Tycho Peterson, an analyst with J.P. Morgan, subsequently asked about the timing of the deal, given Archerdx is pre-FDA and does not have reimbursement in place at this time. He also highlighted litigation overhang and three recent acquisitions. The question related to the March announcement that Invitae was acquiring Youscript, a privately held clinical decision support and analytics platform, and Genelex, a privately held pharmacogenetic testing company.

Invitae said at the time that it was buying Youscript for about $79.3 million, subject to certain adjustments, consisting of $25 million in cash and the remaining in Invitae common stock. Meanwhile, Invitae would acquire Genelex for approximately $20.7 million in upfront shares of common stock plus additional shares of common stock if certain milestones are achieved.

It also reported at the same time that it was buying Diploid, a privately held Belgian company that developed Moon, artificial intelligence software capable of diagnosing genetic disorders in minutes based on next-generation sequencing data and patient information. The deal was worth $95 million.

"I think the problem with M&A in general is you don't get to pick your own timing,” George replied, adding that the two have been in discussions for about 1.5 to two years. "[W]e knew this was going to be a relatively big move, obviously, we spent a lot of time doing it. … The team at Archer was just making so much progress. They had the capability to advance to IPO, and we had to ask ourselves what was the best thing to do for the company [and] for patients. And we came up with a solution that the best thing to do was to team up earlier rather than later.”

CFO Shelly Guyer noted that the deal probably will not close sometime until the fourth quarter, giving it time between prior buys and this one.

Intriguingly, this is not the first time Archerdx has been acquired. In September 2013, Enzymatics, of Beverly, Mass., reported picking up the company. In what now looks like a steal, the deal consisted of cash, equity and potential milestones worth up to $50 million. At the same time, Myers joined Enzymatics as chief scientific officer. The union did not last long, as Qiagen NV acquired the Enzyme Solutions Unit of Enzymatics in early 2015. As a result of reorganization, Archerdx became an independent company that integrated Enzymatics' former Archer Next-Generation Sequencing and Supply Chain Solutions units. It also entered a strategic partnership with Qiagen to distribute the company's products. Financial terms were not disclosed.

Prior M&A talk

During its May 5 first-quarter earnings call, Invitae management was asked about potential M&A. “[I]t's a really intriguing question,” George responded, noting that there was uncertainty as a result of the pandemic.
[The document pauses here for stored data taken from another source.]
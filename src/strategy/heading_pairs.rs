use std::mem;

use scraper::{Html, Selector};
use tracing::{debug, info, warn};

use super::{flatten_text, parse_selector, ExtractContext, ExtractFuture, Strategy};
use crate::error::SourceError;
use crate::fetch::fetch_ok;
use crate::model::{ConfigMap, DishRecord};

const DEFAULT_HEADING_SELECTOR: &str = "h2.elementor-heading-title";
const DEFAULT_CURRENCY_MARKER: &str = "€";

/// Menu written as a run of headings: name, optional description lines, then a price line.
pub struct HeadingPairsStrategy;

/// Dish being assembled from consecutive headings.
#[derive(Debug, Default, PartialEq)]
enum Accumulator {
    #[default]
    Empty,
    Named {
        name: String,
        description: Vec<String>,
    },
}

/// Name and description joined, with the price line that closed them.
#[derive(Debug, PartialEq)]
pub(crate) struct PendingDish {
    pub text: String,
    pub price: String,
}

impl Accumulator {
    /// Feed one heading. Returns a dish when `line` is a price line closing a named dish.
    fn feed(&mut self, line: &str, marker: &str) -> Option<PendingDish> {
        if line.ends_with(marker) {
            return match mem::take(self) {
                Accumulator::Named { name, description } => {
                    let mut parts = vec![name];
                    parts.extend(description);
                    Some(PendingDish {
                        text: parts.join(" ").trim().to_string(),
                        price: line.to_string(),
                    })
                }
                Accumulator::Empty => {
                    warn!("Price line '{}' has no dish name before it, skipped", line);
                    None
                }
            };
        }

        *self = match mem::take(self) {
            Accumulator::Empty => Accumulator::Named {
                name: line.to_string(),
                description: Vec::new(),
            },
            Accumulator::Named {
                name,
                mut description,
            } => {
                description.push(line.to_string());
                Accumulator::Named { name, description }
            }
        };
        None
    }
}

/// Run the accumulator over headings in document order.
///
/// A dish still open when the headings run out never saw its price line and is dropped
/// without a report.
pub(crate) fn pair_headings(lines: &[String], marker: &str) -> Vec<PendingDish> {
    let mut acc = Accumulator::default();
    let mut out = Vec::new();
    for line in lines.iter().map(|l| l.trim()).filter(|l| !l.is_empty()) {
        if let Some(dish) = acc.feed(line, marker) {
            out.push(dish);
        }
    }
    if let Accumulator::Named { name, .. } = &acc {
        debug!("Discarding unpriced trailing dish '{}'", name);
    }
    out
}

struct HeadingSettings {
    selector: Selector,
    marker: String,
}

impl HeadingSettings {
    fn from_config(config: &ConfigMap) -> Result<Self, SourceError> {
        let raw = config
            .get("heading_selector")
            .unwrap_or(DEFAULT_HEADING_SELECTOR);
        Ok(HeadingSettings {
            selector: parse_selector("heading_selector", raw)?,
            marker: config
                .get("currency_marker")
                .unwrap_or(DEFAULT_CURRENCY_MARKER)
                .trim()
                .to_string(),
        })
    }
}

/// Text of each heading with its nodes glued together, so `8.50<span>€</span>` stays `8.50€`.
fn heading_texts(html: &str, selector: &Selector) -> Vec<String> {
    let doc = Html::parse_document(html);
    doc.select(selector).map(|h| flatten_text(&h, "")).collect()
}

impl Strategy for HeadingPairsStrategy {
    fn name(&self) -> &str {
        "heading_pairs"
    }

    fn validate(&self, config: &ConfigMap) -> Result<(), SourceError> {
        HeadingSettings::from_config(config).map(|_| ())
    }

    fn extract<'a>(
        &'a self,
        location: &'a str,
        config: &'a ConfigMap,
        ctx: &'a ExtractContext,
    ) -> ExtractFuture<'a> {
        Box::pin(async move {
            let settings = HeadingSettings::from_config(config)?;
            let page = fetch_ok(ctx.fetcher.as_ref(), location, config.get("referer")).await?;
            let headings = heading_texts(&page.text(), &settings.selector);
            if headings.is_empty() {
                warn!("No headings matched at {}", location);
                return Ok(Vec::new());
            }

            let pending = pair_headings(&headings, &settings.marker);
            info!(
                "{} headings paired into {} dishes at {}",
                headings.len(),
                pending.len(),
                location
            );

            let mut dishes = Vec::with_capacity(pending.len());
            for p in pending {
                let normalized = ctx.enricher.normalize_dish_name(&p.text).await;
                let name = if normalized.is_empty() {
                    p.text
                } else {
                    normalized
                };
                info!("Processing dish: {}", name);
                let (tags, ingredients) = ctx.enricher.extract_tags_and_ingredients(&name).await;
                dishes.push(DishRecord::new(name, p.price, tags, ingredients));
            }
            Ok(dishes)
        })
    }
}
“I think acquisitions that add to our platform, albeit generate cash flows in the distant future, are probably things that we'll put off or delay. Acquisitions which purely buy us market share, I think, are still things that we are careful about.”
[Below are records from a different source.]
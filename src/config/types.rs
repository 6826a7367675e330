//! Core configuration types
//!
//! Every section deserializes with per-field defaults so a partial config
//! file (or none at all) still yields a usable `Config`.

use secrecy::{ExposeSecret, SecretString};
use serde::Deserialize;
use std::path::PathBuf;
use std::time::Duration;

use crate::error::{Error, Result};

/// Main application configuration
#[derive(Debug, Clone, Default, Deserialize)]
pub struct Config {
    /// Completion provider settings
    #[serde(default)]
    pub llm: LlmConfig,
    /// Web search tool settings
    #[serde(default)]
    pub search: SearchConfig,
    /// Logging settings
    #[serde(default)]
    pub log: LogConfig,
    /// Front-end settings
    #[serde(default)]
    pub ui: UiConfig,
}

impl Config {
    /// Validate that all required configuration is present and sane
    pub fn validate(&self) -> Result<()> {
        if self.llm.api_key.expose_secret().is_empty() {
            return Err(Error::Config("OPENAI_API_KEY is required".to_string()));
        }
        if !(0.0..=2.0).contains(&self.llm.temperature) {
            return Err(Error::Config(format!(
                "temperature must be between 0.0 and 2.0, got {}",
                self.llm.temperature
            )));
        }
        if self.search.max_results == 0 {
            return Err(Error::Config(
                "search.max_results must be at least 1".to_string(),
            ));
        }
        Ok(())
    }
}

fn default_secret() -> SecretString {
    SecretString::from(String::new())
}

/// OpenAI-compatible completion provider configuration
#[derive(Debug, Clone, Deserialize)]
pub struct LlmConfig {
    /// API key
    #[serde(default = "default_secret")]
    pub api_key: SecretString,
    /// Model identifier
    #[serde(default = "default_model")]
    pub model: String,
    /// Sampling temperature
    #[serde(default = "default_temperature")]
    pub temperature: f32,
    /// Base URL of the chat completions API
    #[serde(default = "default_llm_url")]
    pub base_url: String,
    /// Request timeout in seconds
    #[serde(default = "default_llm_timeout")]
    pub timeout_secs: u64,
}

impl Default for LlmConfig {
    fn default() -> Self {
        LlmConfig {
            api_key: default_secret(),
            model: default_model(),
            temperature: default_temperature(),
            base_url: default_llm_url(),
            timeout_secs: default_llm_timeout(),
        }
    }
}

fn default_model() -> String {
    "gpt-4o-mini".to_string()
}

fn default_temperature() -> f32 {
    0.2
}

fn default_llm_url() -> String {
    "https://api.openai.com/v1".to_string()
}

fn default_llm_timeout() -> u64 {
    120
}

/// Tavily search configuration.
///
/// The tool is only offered to the model when `api_key` is present; this is
/// decided once at startup.
#[derive(Debug, Clone, Deserialize)]
pub struct SearchConfig {
    /// API key (absent = search disabled)
    #[serde(default)]
    pub api_key: Option<SecretString>,
    /// Base URL of the search API
    #[serde(default = "default_search_url")]
    pub base_url: String,
    /// Maximum number of results per query
    #[serde(default = "default_max_results")]
    pub max_results: u8,
    /// Request timeout in seconds
    #[serde(default = "default_search_timeout")]
    pub timeout_secs: u64,
}

impl SearchConfig {
    /// Whether a usable credential is configured
    pub fn is_enabled(&self) -> bool {
        self.api_key
            .as_ref()
            .map(|k| !k.expose_secret().trim().is_empty())
            .unwrap_or(false)
    }
}

impl Default for SearchConfig {
    fn default() -> Self {
        SearchConfig {
            api_key: None,
            base_url: default_search_url(),
            max_results: default_max_results(),
            timeout_secs: default_search_timeout(),
        }
    }
}

fn default_search_url() -> String {
    "https://api.tavily.com".to_string()
}

fn default_max_results() -> u8 {
    5
}

fn default_search_timeout() -> u64 {
    30
}

/// Log output format
#[derive(Debug, Clone, Copy, PartialEq, Eq, Default, Deserialize)]
#[serde(rename_all = "lowercase")]
pub enum LogFormat {
    /// Human-readable lines
    #[default]
    Pretty,
    /// One JSON object per event
    Json,
}

impl std::str::FromStr for LogFormat {
    type Err = Error;

    fn from_str(s: &str) -> Result<Self> {
        match s.to_lowercase().as_str() {
            "pretty" | "text" => Ok(LogFormat::Pretty),
            "json" => Ok(LogFormat::Json),
            _ => Err(Error::Config(format!(
                "Invalid log format: {}. Valid options: pretty, json",
                s
            ))),
        }
    }
}

/// Logging configuration
#[derive(Debug, Clone, Deserialize)]
pub struct LogConfig {
    /// Log level filter, used when RUST_LOG is unset
    #[serde(default = "default_log_level")]
    pub level: String,
    /// Output format
    #[serde(default)]
    pub format: LogFormat,
    /// File that receives a copy of every log line (None = stdout only)
    #[serde(default = "default_log_file")]
    pub file: Option<PathBuf>,
}

impl Default for LogConfig {
    fn default() -> Self {
        LogConfig {
            level: default_log_level(),
            format: LogFormat::default(),
            file: default_log_file(),
        }
    }
}

fn default_log_level() -> String {
    "info".to_string()
}

fn default_log_file() -> Option<PathBuf> {
    Some(PathBuf::from("agent_app.log"))
}

/// Front-end configuration
#[derive(Debug, Clone, Deserialize)]
pub struct UiConfig {
    /// Delay between characters when typing out an answer
    #[serde(default = "default_stream_delay", with = "humantime_serde")]
    pub stream_delay: Duration,
    /// Web server bind address
    #[serde(default = "default_bind")]
    pub bind: String,
    /// Web server port
    #[serde(default = "default_port")]
    pub port: u16,
}

impl Default for UiConfig {
    fn default() -> Self {
        UiConfig {
            stream_delay: default_stream_delay(),
            bind: default_bind(),
            port: default_port(),
        }
    }
}

fn default_stream_delay() -> Duration {
    Duration::from_millis(10)
}

fn default_bind() -> String {
    "127.0.0.1".to_string()
}

fn default_port() -> u16 {
    8501
}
Still, he did not rule out possible targets. “I think the idea that there are acquisitions or … opportunities … particularly in the next probably a year, 1.5 years, that could … in a very short period of time lead to both greater operating leverage, a better top line and improved gross profit generation … those are absolutely things that we'd be interested in.”

Rosy picture post Q1

Invitae executives presented at this month’s 40th Annual William Blair Growth Stock Conference, with analyst Brian Weinstein noting that they presented a rosier picture vs. during the company’s first-quarter earnings call.

“For Invitae specifically, recall the team noted the COVID-19 impact had initially caused volumes to decline 50% versus trend in the last two weeks of March,” he wrote. “Since then, however, throughout April, May, and continuing into June there has been continued week-over-week growth in volumes from the low point.”
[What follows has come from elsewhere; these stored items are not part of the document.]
//! Configuration module
//!
//! - types.rs: Configuration types and validation
//! - io.rs: Layered loading from file and environment
//! - paths.rs: Configuration file paths
//!
//! A `Config` is built once at startup and handed to constructors by
//! reference; nothing inside the agent loop reads the environment.

mod io;
mod paths;
mod types;

pub use types::{Config, LlmConfig, LogConfig, LogFormat, SearchConfig, UiConfig};

pub use io::{apply_env_overrides, apply_overrides_from, load_config, load_config_from_path};
pub use paths::{config_dir, config_path};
Propelling the company are reproductive health offerings and a return to growth across the portfolio. Looking ahead, Weinstein said he saw hopeful signs, particularly as the penetration of genetic testing is young.

“However, given some of the uncertainty about how quickly this demand can be generated and what the outlook will be for genetic testing across so many different populations the team touches, we maintain our Market Perform rating for now.”